## Problem description
Repeat the data. Keep each line identical.

Segment Start: Excerpted records

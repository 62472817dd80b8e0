//! Road network construction: a Kruskal-style spanning pass over all station
//! pairs, followed by shortcut roads where the spanning tree detours badly.

use std::collections::BTreeSet;

use serde::Serialize;

use super::astar::{direct_road, find_path};
use super::coord::GridPos;

/// Size class of a node; both become station tiles on the board.
#[derive(Debug, Clone, Copy, PartialEq, Eq, Serialize)]
#[serde(rename_all = "snake_case")]
pub enum NodeKind {
    /// Level 1 or 2 station.
    Station,
    /// Anything larger.
    City,
}

impl NodeKind {
    /// Classify a station level.
    #[must_use]
    pub const fn from_level(level: u8) -> Self {
        if level <= 2 { NodeKind::Station } else { NodeKind::City }
    }
}

/// A station placed on the grid.
#[derive(Debug, Clone, PartialEq, Serialize)]
pub struct Node {
    /// Index in placement order.
    pub id: usize,
    /// Claimed cell.
    pub pos: GridPos,
    /// Display name.
    pub name: String,
    /// Population.
    pub population: u64,
    /// Size class level as loaded.
    pub level: u8,
    /// Derived kind.
    pub kind: NodeKind,
}

/// Disjoint-set forest with path halving and union by size.
#[derive(Debug, Clone)]
pub struct UnionFind {
    parent: Vec<usize>,
    size: Vec<usize>,
}

impl UnionFind {
    /// `n` singleton sets.
    #[must_use]
    pub fn new(n: usize) -> Self {
        Self {
            parent: (0..n).collect(),
            size: vec![1; n],
        }
    }

    /// Representative of `x`'s set.
    pub fn find(&mut self, mut x: usize) -> usize {
        while self.parent[x] != x {
            self.parent[x] = self.parent[self.parent[x]];
            x = self.parent[x];
        }
        x
    }

    /// Merge two sets. Returns false if they were already one.
    pub fn union(&mut self, a: usize, b: usize) -> bool {
        let (mut ra, mut rb) = (self.find(a), self.find(b));
        if ra == rb {
            return false;
        }
        if self.size[ra] < self.size[rb] {
            std::mem::swap(&mut ra, &mut rb);
        }
        self.parent[rb] = ra;
        self.size[ra] += self.size[rb];
        true
    }

    /// True if `a` and `b` share a set.
    pub fn connected(&mut self, a: usize, b: usize) -> bool {
        self.find(a) == self.find(b)
    }
}

/// Candidate pair of nodes.
#[derive(Debug, Clone, Copy, PartialEq, Eq)]
pub struct Edge {
    /// First node id.
    pub a: usize,
    /// Second node id.
    pub b: usize,
    /// Manhattan distance between them.
    pub distance: u32,
}

/// Every node pair, shortest first. Equal distances keep pair order.
#[must_use]
pub fn candidate_edges(nodes: &[Node]) -> Vec<Edge> {
    let mut edges = Vec::with_capacity(nodes.len() * nodes.len().saturating_sub(1) / 2);
    for (i, a) in nodes.iter().enumerate() {
        for b in &nodes[i + 1..] {
            edges.push(Edge {
                a: a.id,
                b: b.id,
                distance: a.pos.manhattan(b.pos),
            });
        }
    }
    edges.sort_by_key(|e| e.distance);
    edges
}

/// Why two nodes are linked.
#[derive(Debug, Clone, Copy, PartialEq, Eq, Serialize)]
#[serde(rename_all = "snake_case")]
pub enum LinkKind {
    /// Part of the spanning tree.
    Spanning,
    /// Direct road added after the spanning pass.
    Shortcut,
}

/// A road connection between two nodes.
#[derive(Debug, Clone, Copy, PartialEq, Eq, Serialize)]
pub struct Link {
    /// First node id.
    pub a: usize,
    /// Second node id.
    pub b: usize,
    /// Spanning or shortcut.
    pub kind: LinkKind,
}

/// When a rejected pair earns a direct road.
#[derive(Debug, Clone, Copy, PartialEq, Eq)]
pub struct ShortcutRule {
    /// Pairs must be closer than this.
    pub max_distance: u32,
    /// Routing cost must exceed the distance by more than this.
    pub min_saving: u32,
}

impl Default for ShortcutRule {
    fn default() -> Self {
        Self {
            max_distance: 15,
            min_saving: 8,
        }
    }
}

/// The built roads and the links they realize.
#[derive(Debug, Clone, Default, Serialize)]
pub struct RoadNetwork {
    /// Every road cell, node endpoints included.
    pub roads: BTreeSet<GridPos>,
    /// Links in build order.
    pub links: Vec<Link>,
}

impl RoadNetwork {
    /// Links of one kind.
    pub fn links_of(&self, kind: LinkKind) -> impl Iterator<Item = &Link> {
        self.links.iter().filter(move |l| l.kind == kind)
    }
}

/// Connect `nodes` with roads.
///
/// Node ids must equal their index. Fewer than two nodes build nothing.
/// Every spanning pair is joined: if the router finds no route, the pair
/// gets a [`direct_road`] instead.
#[must_use]
pub fn build_network(nodes: &[Node], shortcuts: Option<ShortcutRule>) -> RoadNetwork {
    let mut net = RoadNetwork::default();
    if nodes.len() < 2 {
        return net;
    }
    let mut sets = UnionFind::new(nodes.len());
    let mut rejected = Vec::new();

    for edge in candidate_edges(nodes) {
        if sets.connected(edge.a, edge.b) {
            rejected.push(edge);
            continue;
        }
        let (from, to) = (nodes[edge.a].pos, nodes[edge.b].pos);
        let path = match find_path(from, to, &net.roads) {
            Some(route) => route.path,
            None => {
                log::warn!("no route between {} and {}", nodes[edge.a].name, nodes[edge.b].name);
                direct_road(from, to)
            }
        };
        sets.union(edge.a, edge.b);
        net.roads.extend(path);
        net.links.push(Link {
            a: edge.a,
            b: edge.b,
            kind: LinkKind::Spanning,
        });
    }

    if let Some(rule) = shortcuts {
        add_shortcuts(nodes, &rejected, rule, &mut net);
    }
    net
}

/// Build direct roads for rejected pairs whose routed cost overshoots their
/// distance by more than the rule allows. Shortcuts are not gated by
/// connectivity and may close cycles.
fn add_shortcuts(nodes: &[Node], rejected: &[Edge], rule: ShortcutRule, net: &mut RoadNetwork) {
    for edge in rejected.iter().filter(|e| e.distance < rule.max_distance) {
        let (from, to) = (nodes[edge.a].pos, nodes[edge.b].pos);
        let Some(route) = find_path(from, to, &net.roads) else {
            continue;
        };
        if route.cost.saturating_sub(edge.distance) > rule.min_saving {
            log::debug!(
                "shortcut {} - {}: cost {} over distance {}",
                nodes[edge.a].name,
                nodes[edge.b].name,
                route.cost,
                edge.distance
            );
            net.roads.extend(direct_road(from, to));
            net.links.push(Link {
                a: edge.a,
                b: edge.b,
                kind: LinkKind::Shortcut,
            });
        }
    }
}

Segment End: Excerpted records

## Answer to this task
repository 62472817dd80b8e0
//! Road network construction: a Kruskal-style spanning pass over all station
//! pairs, followed by shortcut roads where the spanning tree detours badly.

use std::collections::BTreeSet;

use serde::Serialize;

use super::astar::{direct_road, find_path};
use super::coord::GridPos;

/// Size class of a node; both become station tiles on the board.
#[derive(Debug, Clone, Copy, PartialEq, Eq, Serialize)]
#[serde(rename_all = "snake_case")]
pub enum NodeKind {
    /// Level 1 or 2 station.
    Station,
    /// Anything larger.
    City,
}

impl NodeKind {
    /// Classify a station level.
    #[must_use]
    pub const fn from_level(level: u8) -> Self {
        if level <= 2 { NodeKind::Station } else { NodeKind::City }
    }
}

/// A station placed on the grid.
#[derive(Debug, Clone, PartialEq, Serialize)]
pub struct Node {
    /// Index in placement order.
    pub id: usize,
    /// Claimed cell.
    pub pos: GridPos,
    /// Display name.
    pub name: String,
    /// Population.
    pub population: u64,
    /// Size class level as loaded.
    pub level: u8,
    /// Derived kind.
    pub kind: NodeKind,
}

/// Disjoint-set forest with path halving and union by size.
#[derive(Debug, Clone)]
pub struct UnionFind {
    parent: Vec<usize>,
    size: Vec<usize>,
}

impl UnionFind {
    /// `n` singleton sets.
    #[must_use]
    pub fn new(n: usize) -> Self {
        Self {
            parent: (0..n).collect(),
            size: vec![1; n],
        }
    }

    /// Representative of `x`'s set.
    pub fn find(&mut self, mut x: usize) -> usize {
        while self.parent[x] != x {
            self.parent[x] = self.parent[self.parent[x]];
            x = self.parent[x];
        }
        x
    }

    /// Merge two sets. Returns false if they were already one.
    pub fn union(&mut self, a: usize, b: usize) -> bool {
        let (mut ra, mut rb) = (self.find(a), self.find(b));
        if ra == rb {
            return false;
        }
        if self.size[ra] < self.size[rb] {
            std::mem::swap(&mut ra, &mut rb);
        }
        self.parent[rb] = ra;
        self.size[ra] += self.size[rb];
        true
    }

    /// True if `a` and `b` share a set.
    pub fn connected(&mut self, a: usize, b: usize) -> bool {
        self.find(a) == self.find(b)
    }
}

/// Candidate pair of nodes.
#[derive(Debug, Clone, Copy, PartialEq, Eq)]
pub struct Edge {
    /// First node id.
    pub a: usize,
    /// Second node id.
    pub b: usize,
    /// Manhattan distance between them.
    pub distance: u32,
}

/// Every node pair, shortest first. Equal distances keep pair order.
#[must_use]
pub fn candidate_edges(nodes: &[Node]) -> Vec<Edge> {
    let mut edges = Vec::with_capacity(nodes.len() * nodes.len().saturating_sub(1) / 2);
    for (i, a) in nodes.iter().enumerate() {
        for b in &nodes[i + 1..] {
            edges.push(Edge {
                a: a.id,
                b: b.id,
                distance: a.pos.manhattan(b.pos),
            });
        }
    }
    edges.sort_by_key(|e| e.distance);
    edges
}

/// Why two nodes are linked.
#[derive(Debug, Clone, Copy, PartialEq, Eq, Serialize)]
#[serde(rename_all = "snake_case")]
pub enum LinkKind {
    /// Part of the spanning tree.
    Spanning,
    /// Direct road added after the spanning pass.
    Shortcut,
}

/// A road connection between two nodes.
#[derive(Debug, Clone, Copy, PartialEq, Eq, Serialize)]
pub struct Link {
    /// First node id.
    pub a: usize,
    /// Second node id.
    pub b: usize,
    /// Spanning or shortcut.
    pub kind: LinkKind,
}

/// When a rejected pair earns a direct road.
#[derive(Debug, Clone, Copy, PartialEq, Eq)]
pub struct ShortcutRule {
    /// Pairs must be closer than this.
    pub max_distance: u32,
    /// Routing cost must exceed the distance by more than this.
    pub min_saving: u32,
}

impl Default for ShortcutRule {
    fn default() -> Self {
        Self {
            max_distance: 15,
            min_saving: 8,
        }
    }
}

/// The built roads and the links they realize.
#[derive(Debug, Clone, Default, Serialize)]
pub struct RoadNetwork {
    /// Every road cell, node endpoints included.
    pub roads: BTreeSet<GridPos>,
    /// Links in build order.
    pub links: Vec<Link>,
}

impl RoadNetwork {
    /// Links of one kind.
    pub fn links_of(&self, kind: LinkKind) -> impl Iterator<Item = &Link> {
        self.links.iter().filter(move |l| l.kind == kind)
    }
}

/// Connect `nodes` with roads.
///
/// Node ids must equal their index. Fewer than two nodes build nothing.
/// Every spanning pair is joined: if the router finds no route, the pair
/// gets a [`direct_road`] instead.
#[must_use]
pub fn build_network(nodes: &[Node], shortcuts: Option<ShortcutRule>) -> RoadNetwork {
    let mut net = RoadNetwork::default();
    if nodes.len() < 2 {
        return net;
    }
    let mut sets = UnionFind::new(nodes.len());
    let mut rejected = Vec::new();

    for edge in candidate_edges(nodes) {
        if sets.connected(edge.a, edge.b) {
            rejected.push(edge);
            continue;
        }
        let (from, to) = (nodes[edge.a].pos, nodes[edge.b].pos);
        let path = match find_path(from, to, &net.roads) {
            Some(route) => route.path,
            None => {
                log::warn!("no route between {} and {}", nodes[edge.a].name, nodes[edge.b].name);
                direct_road(from, to)
            }
        };
        sets.union(edge.a, edge.b);
        net.roads.extend(path);
        net.links.push(Link {
            a: edge.a,
            b: edge.b,
            kind: LinkKind::Spanning,
        });
    }

    if let Some(rule) = shortcuts {
        add_shortcuts(nodes, &rejected, rule, &mut net);
    }
    net
}

/// Build direct roads for rejected pairs whose routed cost overshoots their
/// distance by more than the rule allows. Shortcuts are not gated by
/// connectivity and may close cycles.
fn add_shortcuts(nodes: &[Node], rejected: &[Edge], rule: ShortcutRule, net: &mut RoadNetwork) {
    for edge in rejected.iter().filter(|e| e.distance < rule.max_distance) {
        let (from, to) = (nodes[edge.a].pos, nodes[edge.b].pos);
        let Some(route) = find_path(from, to, &net.roads) else {
            continue;
        };
        if route.cost.saturating_sub(edge.distance) > rule.min_saving {
            log::debug!(
                "shortcut {} - {}: cost {} over distance {}",
                nodes[edge.a].name,
                nodes[edge.b].name,
                route.cost,
                edge.distance
            );
            net.roads.extend(direct_road(from, to));
            net.links.push(Link {
                a: edge.a,
                b: edge.b,
                kind: LinkKind::Shortcut,
            });
        }
    }
}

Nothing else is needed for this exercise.